**Task inputs**
//! Year-indexed policy parameters
//!
//! Every parameter holds one value per assessment year over
//! `start_year..=end_year`. Years without an explicit value carry the prior
//! year forward, inflated by the price index when the parameter is indexed.

use std::collections::{BTreeMap, BTreeSet};
use std::path::Path;

use serde::Deserialize;
use serde_json::Value;

use super::reform::Reform;
use crate::error::{SimError, SimResult};
use crate::growfactors::{round_to, GrowthFactorTable};

const CURRENT_LAW_POLICY: &str = include_str!("../../data/current_law_policy.json");

#[derive(Debug, Clone, Copy, PartialEq, Eq, Deserialize)]
#[serde(rename_all = "lowercase")]
pub enum ValueType {
    Real,
    Integer,
    Boolean,
}

/// Value of one parameter in one year
#[derive(Debug, Clone, PartialEq)]
pub enum ParameterValue {
    Real(f64),
    Integer(i64),
    Boolean(bool),
    /// One element per label in the parameter's `col_label`
    Vector(Vec<f64>),
}

impl ParameterValue {
    pub fn as_real(&self) -> Option<f64> {
        match self {
            ParameterValue::Real(x) => Some(*x),
            ParameterValue::Integer(i) => Some(*i as f64),
            ParameterValue::Boolean(b) => Some(if *b { 1.0 } else { 0.0 }),
            ParameterValue::Vector(_) => None,
        }
    }

    pub fn as_vector(&self) -> Option<&[f64]> {
        match self {
            ParameterValue::Vector(v) => Some(v),
            _ => None,
        }
    }

    pub fn as_bool(&self) -> Option<bool> {
        match self {
            ParameterValue::Boolean(b) => Some(*b),
            ParameterValue::Real(x) => Some(*x != 0.0),
            ParameterValue::Integer(i) => Some(*i != 0),
            ParameterValue::Vector(_) => None,
        }
    }

    fn numbers(&self) -> Vec<f64> {
        match self {
            ParameterValue::Real(x) => vec![*x],
            ParameterValue::Integer(i) => vec![*i as f64],
            ParameterValue::Boolean(_) => Vec::new(),
            ParameterValue::Vector(v) => v.clone(),
        }
    }

    fn inflated(&self, rate: f64) -> ParameterValue {
        match self {
            ParameterValue::Real(x) => ParameterValue::Real(round_to(x * (1.0 + rate), 2)),
            ParameterValue::Vector(v) => {
                ParameterValue::Vector(v.iter().map(|x| round_to(x * (1.0 + rate), 2)).collect())
            }
            other => other.clone(),
        }
    }
}

#[derive(Debug, Clone, Copy, Default, PartialEq, Deserialize)]
pub struct ValueRange {
    #[serde(default)]
    pub min: Option<f64>,
    #[serde(default)]
    pub max: Option<f64>,
}

/// What to do when a reform sets a value outside its range
#[derive(Debug, Clone, Copy, Default, PartialEq, Eq, Deserialize)]
#[serde(rename_all = "lowercase")]
pub enum RangeAction {
    #[default]
    Stop,
    Warn,
}

#[derive(Debug, Clone)]
pub struct ParameterSpec {
    pub name: String,
    pub long_name: String,
    pub value_type: ValueType,
    /// Element labels; empty for scalar parameters
    pub col_label: Vec<String>,
    pub indexed: bool,
    pub range: ValueRange,
    pub out_of_range_action: RangeAction,
}

impl ParameterSpec {
    pub fn is_vector(&self) -> bool {
        !self.col_label.is_empty()
    }

    pub fn label_index(&self, label: &str) -> Option<usize> {
        self.col_label.iter().position(|l| l == label)
    }

    /// Interpret a JSON value, accepting scalars bare or as a one-element list
    fn value_from_json(&self, value: &Value, context: &str) -> SimResult<ParameterValue> {
        let value = match value {
            Value::Array(items) if items.len() == 1 && (!self.is_vector() || items[0].is_array()) => {
                &items[0]
            }
            other => other,
        };
        if self.is_vector() {
            let items = value.as_array().ok_or_else(|| {
                SimError::schema(format!("{context} {} expects a list of values", self.name))
            })?;
            if items.len() != self.col_label.len() {
                return Err(SimError::schema(format!(
                    "{context} {} expects {} values, got {}",
                    self.name,
                    self.col_label.len(),
                    items.len()
                )));
            }
            let values = items
                .iter()
                .map(|item| number(item, &self.name, context))
                .collect::<SimResult<Vec<_>>>()?;
            return Ok(ParameterValue::Vector(values));
        }
        match self.value_type {
            ValueType::Real => Ok(ParameterValue::Real(number(value, &self.name, context)?)),
            ValueType::Integer => {
                let x = number(value, &self.name, context)?;
                if x.fract() != 0.0 {
                    return Err(SimError::schema(format!(
                        "{context} {} value {x} is not an integer",
                        self.name
                    )));
                }
                Ok(ParameterValue::Integer(x as i64))
            }
            ValueType::Boolean => Ok(ParameterValue::Boolean(truthy(value))),
        }
    }

    /// Coerce a caller-supplied value to this parameter's shape
    fn conform(&self, value: ParameterValue) -> SimResult<ParameterValue> {
        use ParameterValue::*;
        let shaped = match (self.is_vector(), self.value_type, value) {
            (true, _, Vector(v)) if v.len() == self.col_label.len() => Some(Vector(v)),
            (false, ValueType::Real, Real(x)) => Some(Real(x)),
            (false, ValueType::Real, Integer(i)) => Some(Real(i as f64)),
            (false, ValueType::Integer, Integer(i)) => Some(Integer(i)),
            (false, ValueType::Integer, Real(x)) if x.fract() == 0.0 => Some(Integer(x as i64)),
            (false, ValueType::Boolean, v @ (Boolean(_) | Real(_) | Integer(_))) => v.as_bool().map(Boolean),
            _ => None,
        };
        shaped.ok_or_else(|| {
            SimError::schema(format!("value does not fit the shape of parameter {}", self.name))
        })
    }
}

fn number(value: &Value, name: &str, context: &str) -> SimResult<f64> {
    value
        .as_f64()
        .ok_or_else(|| SimError::schema(format!("{context} {name} value {value} is not a number")))
}

/// JSON truthiness used for boolean parameters
pub(crate) fn truthy(value: &Value) -> bool {
    match value {
        Value::Null => false,
        Value::Bool(b) => *b,
        Value::Number(n) => n.as_f64().is_some_and(|x| x != 0.0),
        Value::String(s) => !s.is_empty(),
        Value::Array(a) => !a.is_empty(),
        Value::Object(o) => !o.is_empty(),
    }
}

#[derive(Debug, Deserialize)]
struct RawParameter {
    #[serde(default)]
    long_name: String,
    value_type: ValueType,
    #[serde(default)]
    col_label: Vec<String>,
    #[serde(default)]
    indexed: bool,
    #[serde(default)]
    range: ValueRange,
    #[serde(default)]
    out_of_range_action: RangeAction,
    value_yrs: Vec<i32>,
    value: Vec<Value>,
}

#[derive(Debug, Deserialize)]
struct RawPolicy {
    start_year: i32,
    end_year: i32,
    parameters: BTreeMap<String, RawParameter>,
}

/// Where a reform key lands once translated
enum Target {
    Whole(String),
    Element(String, usize),
    Indexing(String),
}

#[derive(Debug, Clone)]
pub struct PolicyParameterStore {
    start_year: i32,
    end_year: i32,
    current_year: i32,
    specs: BTreeMap<String, ParameterSpec>,
    values: BTreeMap<String, Vec<ParameterValue>>,
    indexed: BTreeMap<String, Vec<bool>>,
    inflation_rates: Vec<f64>,
    warnings: Vec<String>,
}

**Problem description**
Return every line of the data above in which "expects" appears.

**Answer area**
                SimError::schema(format!("{context} {} expects a list of values", self.name))
                    "{context} {} expects {} values, got {}",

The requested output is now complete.